On Fri, Jul 14, 2023 at 09:13:42AM +0200, Laszlo Ersek wrote:
 On 7/13/23 21:29, Eric Blake wrote:
 > The documentation has claimed since commit 6f4dcdab that any
 > completion callback will be called exactly once; but this is not
 > consistent with the code: if nbd_aio_* itself returns an error, then
 > nothing is queued and the user does not need to wait for a completion
 > callback to know how the command failed.  We could tweak the generator
 > to call completion.callback no matter what, but since the
 > completion.free callback already serves that role, it's easier to fix
 > the documentation to match reality.  After all, one only needs
 > completion status if an aio command returned success (if it returned
 > failure, we know that there is nothing that is going to complete
 > later).
 > 
 > However, there was one place where we indeed fail to call
 > completion.callback, even though the corresponding aio call returned
 > success, which can strand a user that was depending on the callback to
 > know that the pending aio command failed after all.  That's when a
 > call to nbd_close() interrupts a connection while commands are in
 > flight.  This problem appears to have been around even before commit
 > 52b9b492 (v0.9.8) when we finally settled on having .free callbacks in
 > the first place.
 > 
 > Beef up the closure-lifetimes unit test to more robustly check the
 > various conditions guaranteed by the updated documentation, and to
 > expose the previous skip of a completion callback during nbd_close.
 > 
 > In summary, the behavior we want (where sequence is important) is:
 > 
 > - aio command fails:
 > mid-command .callback: 0 calls
 > completion .callback: 0 calls
 > mid-command .free: 1 call
 > completion .free: 1 call
 > 
 > - aio command succeeds:
 > mid-command .callback: 0, 1, or multiple calls
 > completion .callback: 1 call
 > mid-command .free: 1 call
 > completion .free: 1 call
 > 
 > Reported-by: Tage Johansson <tage.j.lists(a)posteo.net>
 > Fixes: 6f4dcdab ("docs: Clarify how callbacks should handle errors",
v1.11.8)
 > Signed-off-by: Eric Blake <eblake(a)redhat.com>
 > ---
 >  docs/libnbd.pod           | 26 ++++++++++++++++----------
 >  lib/handle.c              |  3 +++
 >  tests/closure-lifetimes.c | 14 ++++++++++++++
 >  3 files changed, 33 insertions(+), 10 deletions(-)
 > 
 > diff --git a/docs/libnbd.pod b/docs/libnbd.pod
 > index 72f74053..433479e6 100644
 > --- a/docs/libnbd.pod
 > +++ b/docs/libnbd.pod
 > @@ -904,9 +904,12 @@ same nbd object, as it would cause deadlock.

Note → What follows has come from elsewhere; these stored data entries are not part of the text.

//! Bin store
//!
//! Durable last-known state of every bin, keyed by `bin_id`. An observation
//! for a known bin overwrites all of its fields; there is no delete and no
//! partial update. Concurrent writers to the same bin are serialized by
//! SQLite and the last write wins.

use crate::models::{BinObservation, BinRecord, BinStatus};
use crate::{time, Result};
use sqlx::sqlite::SqliteRow;
use sqlx::{Row, SqlitePool};
use tracing::debug;

/// SQLite-backed store of [`BinRecord`]s
#[derive(Clone)]
pub struct BinStore {
    db: SqlitePool,
}

impl BinStore {
    pub fn new(db: SqlitePool) -> Self {
        Self { db }
    }

    /// Insert the bin if unseen, otherwise replace its state
    ///
    /// `last_update` is always the current time at write.
    pub async fn upsert(&self, observation: &BinObservation) -> Result<()> {
        let now = time::now();

        sqlx::query(
            r#"
            INSERT INTO bins (bin_id, lat, lon, type, status, last_update)
            VALUES (?, ?, ?, ?, ?, ?)
            ON CONFLICT(bin_id) DO UPDATE SET
                lat = excluded.lat,
                lon = excluded.lon,
                type = excluded.type,
                status = excluded.status,
                last_update = excluded.last_update
            "#,
        )
        .bind(&observation.bin_id)
        .bind(observation.lat)
        .bind(observation.lon)
        .bind(&observation.bin_type)
        .bind(observation.status.as_str())
        .bind(now)
        .execute(&self.db)
        .await?;

        debug!(
            bin_id = %observation.bin_id,
            status = %observation.status,
            "Recorded bin observation"
        );

        Ok(())
    }

    /// Every known bin, in no particular order
    pub async fn list_all(&self) -> Result<Vec<BinRecord>> {
        let rows = sqlx::query(
            "SELECT bin_id, lat, lon, type, status, last_update FROM bins",
        )
        .fetch_all(&self.db)
        .await?;

        rows.iter().map(record_from_row).collect()
    }

    /// Look up a single bin
    pub async fn get(&self, bin_id: &str) -> Result<Option<BinRecord>> {
        let row = sqlx::query(
            "SELECT bin_id, lat, lon, type, status, last_update FROM bins WHERE bin_id = ?",
        )
        .bind(bin_id)
        .fetch_optional(&self.db)
        .await?;

        row.as_ref().map(record_from_row).transpose()
    }

    /// Number of known bins
    pub async fn count(&self) -> Result<i64> {
        let count: i64 = sqlx::query_scalar("SELECT COUNT(*) FROM bins")
            .fetch_one(&self.db)
            .await?;
        Ok(count)
    }
}

fn record_from_row(row: &SqliteRow) -> Result<BinRecord> {
    Ok(BinRecord {
        bin_id: row.try_get("bin_id")?,
        lat: row.try_get("lat")?,
        lon: row.try_get("lon")?,
        bin_type: row.try_get("type")?,
        status: BinStatus::from(row.try_get::<String, _>("status")?),
        last_update: row.try_get("last_update")?,
    })
}
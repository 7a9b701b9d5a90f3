//! Append-only CSV audit trail of scans
//!
//! Columns: `timestamp,date,day,label,mass_kg`. The header is written once,
//! when the file is first created (or found empty). The dashboard never
//! reads this file back.

use chrono::{Datelike, NaiveDateTime};
use serde::Serialize;
use std::fs::OpenOptions;
use std::path::{Path, PathBuf};
use thiserror::Error;
use tracing::debug;
use wt_common::time::day_abbrev;

use crate::classifier::WasteLabel;

#[derive(Debug, Error)]
pub enum WasteLogError {
    #[error("Failed to open waste log {path}: {source}")]
    Open {
        path: PathBuf,
        #[source]
        source: std::io::Error,
    },

    #[error("Failed to write waste log: {0}")]
    Write(#[from] csv::Error),

    #[error("Failed to flush waste log: {0}")]
    Flush(#[from] std::io::Error),
}

/// One CSV row
#[derive(Debug, Clone, PartialEq, Serialize)]
pub struct WasteLogEntry {
    /// Local wall-clock time, ISO 8601 with microseconds
    pub timestamp: String,
    /// `YYYY-MM-DD`
    pub date: String,
    /// Three-letter day name
    pub day: String,
    /// `"<filename>: <label>"`
    pub label: String,
    pub mass_kg: f64,
}

impl WasteLogEntry {
    pub fn for_scan(filename: &str, label: &WasteLabel, mass_kg: f64, at: NaiveDateTime) -> Self {
        Self {
            timestamp: at.format("%Y-%m-%dT%H:%M:%S%.6f").to_string(),
            date: at.format("%Y-%m-%d").to_string(),
            day: day_abbrev(at.weekday()).to_string(),
            label: format!("{}: {}", filename, label),
            mass_kg,
        }
    }
}

/// CSV file the dashboard appends to
pub struct WasteLog {
    path: PathBuf,
}

impl WasteLog {
    pub fn new(path: impl Into<PathBuf>) -> Self {
        Self { path: path.into() }
    }

    pub fn path(&self) -> &Path {
        &self.path
    }

    /// Append one row, writing the header first if the file is new
    pub fn append(&self, entry: &WasteLogEntry) -> Result<(), WasteLogError> {
        let needs_header = std::fs::metadata(&self.path)
            .map(|meta| meta.len() == 0)
            .unwrap_or(true);

        let file = OpenOptions::new()
            .create(true)
            .append(true)
            .open(&self.path)
            .map_err(|source| WasteLogError::Open {
                path: self.path.clone(),
                source,
            })?;

        let mut writer = csv::WriterBuilder::new()
            .has_headers(needs_header)
            .from_writer(file);
        writer.serialize(entry)?;
        writer.flush()?;

        debug!(path = %self.path.display(), label = %entry.label, "Appended waste log entry");
        Ok(())
    }
}

#[cfg(test)]
mod tests {
    use super::*;
    use chrono::NaiveDate;

    fn at(day: u32, hour: u32) -> NaiveDateTime {
        NaiveDate::from_ymd_opt(2025, 9, day)
            .unwrap()
            .and_hms_micro_opt(hour, 15, 30, 250)
            .unwrap()
    }

    #[test]
    fn test_entry_fields() {
        let entry = WasteLogEntry::for_scan("peel.jpg", &WasteLabel::Wet, 0.15, at(15, 9));

        assert_eq!(entry.timestamp, "2025-09-15T09:15:30.000250");
        assert_eq!(entry.date, "2025-09-15");
        assert_eq!(entry.day, "Mon");
        assert_eq!(entry.label, "peel.jpg: Wet");
        assert_eq!(entry.mass_kg, 0.15);
    }

    #[test]
    fn test_entry_keeps_unrecognized_label_text() {
        let label = WasteLabel::Unrecognized("2 Glass".to_string());
        let entry = WasteLogEntry::for_scan("jar.png", &label, 0.1, at(16, 9));
        assert_eq!(entry.label, "jar.png: 2 Glass");
        assert_eq!(entry.day, "Tue");
    }

    #[test]
    fn test_header_written_once() {
        let dir = tempfile::tempdir().unwrap();
        let log = WasteLog::new(dir.path().join("waste_log.csv"));

        log.append(&WasteLogEntry::for_scan("a.jpg", &WasteLabel::Wet, 0.15, at(15, 9)))
            .unwrap();
        log.append(&WasteLogEntry::for_scan("b.jpg", &WasteLabel::Dry, 0.05, at(15, 10)))
            .unwrap();

        let content = std::fs::read_to_string(log.path()).unwrap();
        let lines: Vec<&str> = content.lines().collect();
        assert_eq!(lines.len(), 3);
        assert_eq!(lines[0], "timestamp,date,day,label,mass_kg");
        assert_eq!(
            lines[1],
            "2025-09-15T09:15:30.000250,2025-09-15,Mon,a.jpg: Wet,0.15"
        );
        assert_eq!(
            lines[2],
            "2025-09-15T10:15:30.000250,2025-09-15,Mon,b.jpg: Dry,0.05"
        );
    }

    #[test]
    fn test_existing_file_gets_no_second_header() {
        let dir = tempfile::tempdir().unwrap();
        let path = dir.path().join("waste_log.csv");
        std::fs::write(
            &path,
            "timestamp,date,day,label,mass_kg\n2025-09-14T08:00:00.000000,2025-09-14,Sun,x.jpg: Dry,0.05\n",
        )
        .unwrap();

        let log = WasteLog::new(&path);
        log.append(&WasteLogEntry::for_scan("y.jpg", &WasteLabel::Wet, 0.15, at(15, 9)))
            .unwrap();

        let content = std::fs::read_to_string(&path).unwrap();
        assert_eq!(content.matches("timestamp,date,day").count(), 1);
        assert_eq!(content.lines().count(), 3);
    }

    #[test]
    fn test_empty_file_gets_header() {
        let dir = tempfile::tempdir().unwrap();
        let path = dir.path().join("waste_log.csv");
        std::fs::write(&path, "").unwrap();

        WasteLog::new(&path)
            .append(&WasteLogEntry::for_scan("a.jpg", &WasteLabel::Wet, 0.15, at(15, 9)))
            .unwrap();

        let content = std::fs::read_to_string(&path).unwrap();
        assert!(content.starts_with("timestamp,date,day,label,mass_kg\n"));
    }

    #[test]
    fn test_missing_directory_is_open_error() {
        let dir = tempfile::tempdir().unwrap();
        let log = WasteLog::new(dir.path().join("no-such-dir").join("waste_log.csv"));

        let result = log.append(&WasteLogEntry::for_scan("a.jpg", &WasteLabel::Wet, 0.15, at(15, 9)));
        assert!(matches!(result, Err(WasteLogError::Open { .. })));
    }
}
//! Session statistics and reset

use axum::{extract::State, http::StatusCode, Json};
use tracing::info;

use crate::session::Summary;
use crate::AppState;

/// GET /api/summary
pub async fn summary(State(state): State<AppState>) -> Json<Summary> {
    Json(state.session.lock().await.summary())
}

/// POST /api/session/reset
///
/// Clears tallies, points and the duplicate guard. The CSV log is kept.
pub async fn reset_session(State(state): State<AppState>) -> StatusCode {
    state.session.lock().await.reset();
    info!("Session reset");
    StatusCode::NO_CONTENT
}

 >  =head2 Completion callbacks
 > 
 >  All of the asychronous commands have an optional completion callback
 > -function that is used right before the command is marked complete,
 > -after any mid-command callbacks have finished, and before any free
 > -functions.
 > +function that is used if the asynchronous command succeeded, right
 > +before the command is marked complete, after any mid-command callbacks
 > +have finished, and before any free functions.  The completion callback
 > +is not reached if the asynchronous command itself fails, while free
 > +functions are reached regardless of the initial result of the
 > +asynchronous command.
 > 
 >  When the completion callback returns C<1>, the command is
 >  automatically retired (there is no need to call
 
 I agree with this approach (i.e., with adapting the documentation to
 reality), but I find the language somewhat confusing. We have three terms:
 
 - "asynchronous command succeeds"
 - "command is marked complete"
 - "command is retired"
 
 The last two are mostly interchangeable in my view, and are also *not*
 confusing in the documentation. But the first term is confusing, IMO; it
 can easily be mistaken for meanings #2/#3. What we mean by #1 instead is
 the successful queueing (or submission) of the command. The text below
 does say "queued", but the text above doesn't. So I'd suggest
replacing
 term#1 above with "call to asynchronous API succeeds" or "asynchronous
 command is successfully submitted" or something like that.
 
 (Side comment: I'd kinda prefer an all-or-nothing approach for async
 APIs. If the API fails at once, it should not take ownership of
 anything; i.e., it shouldn't call either completion or free callbacks.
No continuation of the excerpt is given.